### Work instructions
Pick out the lines below that contain the string "ParticlesSpawned" and copy them all.

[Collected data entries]
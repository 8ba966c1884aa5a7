//! Per-frame simulation step and input handling
//!
//! `advance` runs one frame; `handle_boost` applies one boost input. Both
//! mutate the session in place and report what happened as [`SimEvent`]s so
//! the presentation layer never has to diff state.

use super::physics::{self, Collision};
use super::spawner::{self, DifficultyLabel};
use super::state::{GameSession, GameStatus, RunSummary};
use crate::consts::{BOOST_PARTICLES, EXPLOSION_PARTICLES, TRAIL_INTERVAL};

/// Cosmetic particle flavours requested by the simulation
#[derive(Debug, Clone, Copy, PartialEq, Eq)]
pub enum ParticleKind {
    /// Burst behind the ship on each boost
    Boost,
    /// Steady exhaust while flying
    Trail,
    /// Debris when the ship is destroyed
    Explosion,
}

/// Side effects of a frame or an input, for the presentation layer
#[derive(Debug, Clone, Copy, PartialEq)]
pub enum SimEvent {
    /// Session entered a fresh `Waiting` run
    Reset,
    /// First boost of a run, `Waiting -> Playing`
    RunStarted,
    /// A boost impulse was applied
    Boosted,
    ScoreChanged { score: u32 },
    /// Score beat the stored high score; persist this value
    HighScoreChanged { high_score: u32 },
    DifficultyChanged { label: DifficultyLabel },
    ParticlesSpawned {
        kind: ParticleKind,
        x: f32,
        y: f32,
        count: u32,
    },
    /// Run ended against a wall or world edge
    GameOver {
        collision: Collision,
        summary: RunSummary,
    },
}

/// Handle one boost input (key, click or tap)
pub fn handle_boost(session: &mut GameSession) -> Vec<SimEvent> {
    let mut events = Vec::new();

    match session.status {
        GameStatus::Start | GameStatus::GameOver => {
            session.reset();
            log::info!("New run ready (high score {})", session.high_score);
            events.push(SimEvent::Reset);
            events.push(SimEvent::ScoreChanged { score: 0 });
            events.push(SimEvent::DifficultyChanged {
                label: spawner::difficulty_label(0),
            });
        }
        GameStatus::Waiting => {
            session.status = GameStatus::Playing;
            log::info!("Run started");
            events.push(SimEvent::RunStarted);
            boost(session, &mut events);
        }
        GameStatus::Playing => boost(session, &mut events),
    }

    events
}

fn boost(session: &mut GameSession, events: &mut Vec<SimEvent>) {
    physics::apply_boost(&mut session.player, session.tuning.boost_power);
    events.push(SimEvent::Boosted);
    events.push(SimEvent::ParticlesSpawned {
        kind: ParticleKind::Boost,
        x: exhaust_x(session),
        y: session.player.y,
        count: BOOST_PARTICLES,
    });
}

/// Point just behind the ship where exhaust appears
#[inline]
fn exhaust_x(session: &GameSession) -> f32 {
    session.tuning.player_x - session.tuning.player_size / 2.0
}

/// Advance the session by one frame
///
/// Only `Playing` runs physics. Order within a frame: integrate the ship,
/// spawn, scroll, award passes, check collisions, prune off-screen obstacles.
pub fn advance(session: &mut GameSession) -> Vec<SimEvent> {
    session.frame_count += 1;

    if session.status != GameStatus::Playing {
        return Vec::new();
    }

    let mut events = Vec::new();
    let label_before = spawner::difficulty_label(session.score);

    physics::integrate(&mut session.player, session.tuning.gravity);

    if session.frame_count % TRAIL_INTERVAL == 0 {
        events.push(SimEvent::ParticlesSpawned {
            kind: ParticleKind::Trail,
            x: exhaust_x(session),
            y: session.player.y,
            count: 1,
        });
    }

    spawner::maybe_spawn(session);
    physics::scroll_obstacles(&mut session.obstacles);
    award_passes(session, &mut events);

    let label_after = spawner::difficulty_label(session.score);
    if label_after != label_before {
        events.push(SimEvent::DifficultyChanged { label: label_after });
    }

    if let Some(collision) =
        physics::detect_collision(&session.player, &session.obstacles, &session.tuning)
    {
        game_over(session, collision, &mut events);
    }

    physics::prune_obstacles(&mut session.obstacles, session.tuning.obstacle_width);

    events
}

/// Score every obstacle whose trailing edge is now behind the ship, once each
fn award_passes(session: &mut GameSession, events: &mut Vec<SimEvent>) {
    let player_x = session.tuning.player_x;
    let width = session.tuning.obstacle_width;

    for obstacle in session.obstacles.iter_mut() {
        if obstacle.passed || obstacle.trailing_edge(width) >= player_x {
            continue;
        }
        obstacle.passed = true;
        session.score += 1;
        events.push(SimEvent::ScoreChanged {
            score: session.score,
        });

        if session.score > session.high_score {
            session.high_score = session.score;
            events.push(SimEvent::HighScoreChanged {
                high_score: session.high_score,
            });
        }
    }
}

fn game_over(session: &mut GameSession, collision: Collision, events: &mut Vec<SimEvent>) {
    let summary = RunSummary::new(session.score, session.high_score);
    session.status = GameStatus::GameOver;
    session.last_run = Some(summary);

    log::info!(
        "Game over ({:?}): score {}, high score {}{}",
        collision,
        summary.final_score,
        summary.high_score,
        if summary.new_high_score { " - new high score!" } else { "" }
    );

    events.push(SimEvent::ParticlesSpawned {
        kind: ParticleKind::Explosion,
        x: session.tuning.player_x,
        y: session.player.y,
        count: EXPLOSION_PARTICLES,
    });
    events.push(SimEvent::GameOver { collision, summary });
}

#[cfg(test)]
mod tests {
    use super::*;
    use crate::sim::state::{Obstacle, Player};

    fn playing_session() -> GameSession {
        let mut session = GameSession::new(12345, 0);
        handle_boost(&mut session);
        session.status = GameStatus::Playing;
        session
    }

    fn has_game_over(events: &[SimEvent]) -> bool {
        events.iter().any(|e| matches!(e, SimEvent::GameOver { .. }))
    }

    #[test]
    fn test_start_to_waiting_to_playing() {
        let mut session = GameSession::new(12345, 0);
        assert_eq!(session.status, GameStatus::Start);

        let events = handle_boost(&mut session);
        assert_eq!(session.status, GameStatus::Waiting);
        assert_eq!(events[0], SimEvent::Reset);
        // Reset alone does not lift the ship
        assert_eq!(session.player.velocity, 0.0);

        handle_boost(&mut session);
        assert_eq!(session.status, GameStatus::Playing);
    }

    #[test]
    fn test_waiting_is_frozen() {
        let mut session = GameSession::new(12345, 0);
        handle_boost(&mut session);

        for _ in 0..100 {
            assert!(advance(&mut session).is_empty());
        }
        assert_eq!(session.player, Player::new(300.0));
        assert!(session.obstacles.is_empty());
        // Cosmetic clock keeps running
        assert_eq!(session.frame_count, 100);
    }

    #[test]
    fn test_scenario_a_first_boost_starts_and_lifts() {
        let mut session = GameSession::new(1, 0);
        handle_boost(&mut session);
        assert_eq!(session.player, Player { y: 300.0, velocity: 0.0 });

        let events = handle_boost(&mut session);
        assert_eq!(session.status, GameStatus::Playing);
        assert_eq!(session.player.velocity, -8.0);
        assert_eq!(events[0], SimEvent::RunStarted);
        assert!(events.contains(&SimEvent::ParticlesSpawned {
            kind: ParticleKind::Boost,
            x: 105.0,
            y: 300.0,
            count: 5,
        }));
    }

    #[test]
    fn test_every_boost_between_frames_applies() {
        let mut session = playing_session();
        let boosts: usize = (0..3)
            .map(|_| {
                handle_boost(&mut session)
                    .iter()
                    .filter(|e| **e == SimEvent::Boosted)
                    .count()
            })
            .sum();
        assert_eq!(boosts, 3);
        assert_eq!(session.player.velocity, -8.0);
    }

    #[test]
    fn test_scenario_b_pass_scores_once() {
        let mut session = playing_session();
        // Trailing edge at 121, one frame from crossing x = 120
        session.obstacles.push(Obstacle::new(61.0, 300.0, 180.0, 3.0));

        let events = advance(&mut session);
        assert_eq!(session.score, 1);
        assert!(session.obstacles[0].passed);
        assert!(events.contains(&SimEvent::ScoreChanged { score: 1 }));
        assert_eq!(session.status, GameStatus::Playing);

        for _ in 0..5 {
            handle_boost(&mut session);
            advance(&mut session);
        }
        assert_eq!(session.score, 1);
    }

    #[test]
    fn test_scenario_c_ceiling_without_obstacles() {
        let mut session = playing_session();
        session.player = Player { y: 14.0, velocity: 0.0 };

        let events = advance(&mut session);
        assert_eq!(session.status, GameStatus::GameOver);
        assert!(events.contains(&SimEvent::GameOver {
            collision: Collision::Ceiling,
            summary: RunSummary::new(0, 0),
        }));
    }

    #[test]
    fn test_floor_collision() {
        let mut session = playing_session();
        session.player = Player { y: 580.0, velocity: 6.0 };
        advance(&mut session);
        assert_eq!(session.status, GameStatus::GameOver);
    }

    #[test]
    fn test_obstacle_collision_spawns_explosion() {
        let mut session = playing_session();
        // Ship at 300, gap entirely above it
        session.obstacles.push(Obstacle::new(110.0, 150.0, 120.0, 3.0));

        let events = advance(&mut session);
        assert_eq!(session.status, GameStatus::GameOver);
        assert!(events.iter().any(|e| matches!(
            e,
            SimEvent::GameOver {
                collision: Collision::Obstacle(0),
                ..
            }
        )));
        assert!(events.iter().any(|e| matches!(
            e,
            SimEvent::ParticlesSpawned {
                kind: ParticleKind::Explosion,
                count: 30,
                ..
            }
        )));
    }

    #[test]
    fn test_game_over_is_terminal_until_reset() {
        let mut session = playing_session();
        session.player = Player { y: 14.0, velocity: 0.0 };
        advance(&mut session);
        let frozen = session.player;

        for _ in 0..10 {
            assert!(!has_game_over(&advance(&mut session)));
        }
        assert_eq!(session.player, frozen);

        handle_boost(&mut session);
        assert_eq!(session.status, GameStatus::Waiting);
        assert_eq!(session.score, 0);
    }

    #[test]
    fn test_scenario_d_tier_below_two_is_easy() {
        let mut session = playing_session();
        session.score = 24;
        assert_eq!(session.difficulty_tier(), 1.8);
        assert_eq!(spawner::difficulty_label(session.score), DifficultyLabel::Easy);
    }

    #[test]
    fn test_difficulty_change_event() {
        let mut session = playing_session();
        session.score = 24;
        session.obstacles.push(Obstacle::new(61.0, 300.0, 180.0, 3.0));

        let events = advance(&mut session);
        assert_eq!(session.score, 25);
        assert!(events.contains(&SimEvent::DifficultyChanged {
            label: DifficultyLabel::Normal
        }));
    }

    #[test]
    fn test_scenario_e_tie_counts_as_new_high_score() {
        let mut session = GameSession::new(7, 5);
        handle_boost(&mut session);
        handle_boost(&mut session);
        session.score = 4;
        session.obstacles.push(Obstacle::new(61.0, 300.0, 180.0, 3.0));

        let events = advance(&mut session);
        assert_eq!(session.score, 5);
        // Tying is not beating: nothing to persist
        assert!(
            !events
                .iter()
                .any(|e| matches!(e, SimEvent::HighScoreChanged { .. }))
        );

        session.player = Player { y: 14.0, velocity: 0.0 };
        advance(&mut session);
        let summary = session.last_run.expect("run finished");
        assert!(summary.new_high_score);
        assert_eq!(session.high_score, 5);
    }

    #[test]
    fn test_scenario_e_lower_score_keeps_high_score() {
        let mut session = GameSession::new(7, 5);
        handle_boost(&mut session);
        handle_boost(&mut session);
        session.score = 3;
        session.player = Player { y: 14.0, velocity: 0.0 };

        advance(&mut session);
        let summary = session.last_run.expect("run finished");
        assert!(!summary.new_high_score);
        assert_eq!(summary.final_score, 3);
        assert_eq!(session.high_score, 5);
    }

    #[test]
    fn test_beating_high_score_emits_change() {
        let mut session = GameSession::new(7, 2);
        handle_boost(&mut session);
        handle_boost(&mut session);
        session.score = 2;
        session.obstacles.push(Obstacle::new(61.0, 300.0, 180.0, 3.0));

        let events = advance(&mut session);
        assert_eq!(session.high_score, 3);
        assert!(events.contains(&SimEvent::HighScoreChanged { high_score: 3 }));
    }

    #[test]
    fn test_trail_every_other_frame() {
        let mut session = playing_session();
        let trails: usize = (0..10)
            .map(|_| {
                advance(&mut session)
                    .iter()
                    .filter(|e| {
                        matches!(
                            e,
                            SimEvent::ParticlesSpawned {
                                kind: ParticleKind::Trail,
                                ..
                            }
                        )
                    })
                    .count()
            })
            .sum();
        assert_eq!(trails, 5);
    }

    #[test]
    fn test_first_playing_frame_spawns_and_scrolls() {
        let mut session = playing_session();
        advance(&mut session);
        assert_eq!(session.obstacles.len(), 1);
        assert_eq!(session.obstacles[0].x, 797.0);
    }

    #[test]
    fn test_off_screen_obstacles_pruned() {
        let mut session = playing_session();
        session.obstacles.push(Obstacle {
            passed: true,
            ..Obstacle::new(-58.0, 300.0, 180.0, 3.0)
        });
        advance(&mut session);
        assert!(session.obstacles.iter().all(|o| o.x > 0.0));
    }

    #[test]
    fn test_spawned_speed_is_not_retroactive() {
        let mut session = playing_session();
        advance(&mut session);
        let first_speed = session.obstacles[0].speed;

        session.score = 100;
        advance(&mut session);
        assert_eq!(session.obstacles[0].speed, first_speed);
        assert_eq!(session.obstacles[0].x, 800.0 - 2.0 * first_speed);
    }

    #[test]
    fn test_determinism() {
        let mut a = GameSession::new(99999, 0);
        let mut b = GameSession::new(99999, 0);

        for frame in 0..600 {
            if frame % 25 == 0 {
                handle_boost(&mut a);
                handle_boost(&mut b);
            }
            assert_eq!(advance(&mut a), advance(&mut b));
        }

        assert_eq!(a.player, b.player);
        assert_eq!(a.obstacles, b.obstacles);
        assert_eq!(a.score, b.score);
    }
}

### Exercise result
    ParticlesSpawned {
    events.push(SimEvent::ParticlesSpawned {
        events.push(SimEvent::ParticlesSpawned {
    events.push(SimEvent::ParticlesSpawned {
        assert!(events.contains(&SimEvent::ParticlesSpawned {
            SimEvent::ParticlesSpawned {
                            SimEvent::ParticlesSpawned {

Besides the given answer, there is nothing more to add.